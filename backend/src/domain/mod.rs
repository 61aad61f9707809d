//! Domain primitives, ports, and the volunteer registration coordinator.
//!
//! Nothing here knows about HTTP, PostgreSQL, or Redis. The HTTP adapter
//! drives the coordinator through the ports in [`ports`]; the Diesel and
//! Redis adapters implement the driven ports.

pub mod error;
pub mod pagination;
pub mod ports;
pub mod trace_id;
pub mod volunteer;
pub mod volunteer_events;
pub mod volunteer_service;

pub use self::error::{Error, ErrorCode, ErrorValidationError};
pub use self::pagination::{DEFAULT_PAGE_SIZE, MAX_PAGE_SIZE, Page, PageRequest};
pub use self::trace_id::{TRACE_ID_HEADER, TraceId};
pub use self::volunteer::{
    NewVolunteer, PhoneNumber, ProfileDraft, RegistrationDraft, Volunteer, VolunteerId,
    VolunteerProfileUpdate, VolunteerStatus, VolunteerValidationError, Ward,
};
pub use self::volunteer_events::{VOLUNTEER_REGISTERED, VolunteerRegisteredEvent};
pub use self::volunteer_service::{
    DEFAULT_EVENT_CHANNEL, DEFAULT_PUBLISH_TIMEOUT, PublishSettings, VolunteerRegistrationService,
    VolunteerServiceError,
};

/// Convenient API result alias.
///
/// # Examples
/// ```
/// use actix_web::HttpResponse;
/// use volunteer_service::domain::{ApiResult, Error};
///
/// fn handler() -> ApiResult<HttpResponse> {
///     Err(Error::not_found("no such volunteer"))
/// }
/// ```
pub type ApiResult<T> = Result<T, Error>;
---
_Work task_. Repeat exactly, and only, the lines from the line containing "API result alias." through the last line of the records above, both included.

_Finished task_.
/// Convenient API result alias.
///
/// # Examples
/// ```
/// use actix_web::HttpResponse;
/// use volunteer_service::domain::{ApiResult, Error};
///
/// fn handler() -> ApiResult<HttpResponse> {
///     Err(Error::not_found("no such volunteer"))
/// }
/// ```
pub type ApiResult<T> = Result<T, Error>;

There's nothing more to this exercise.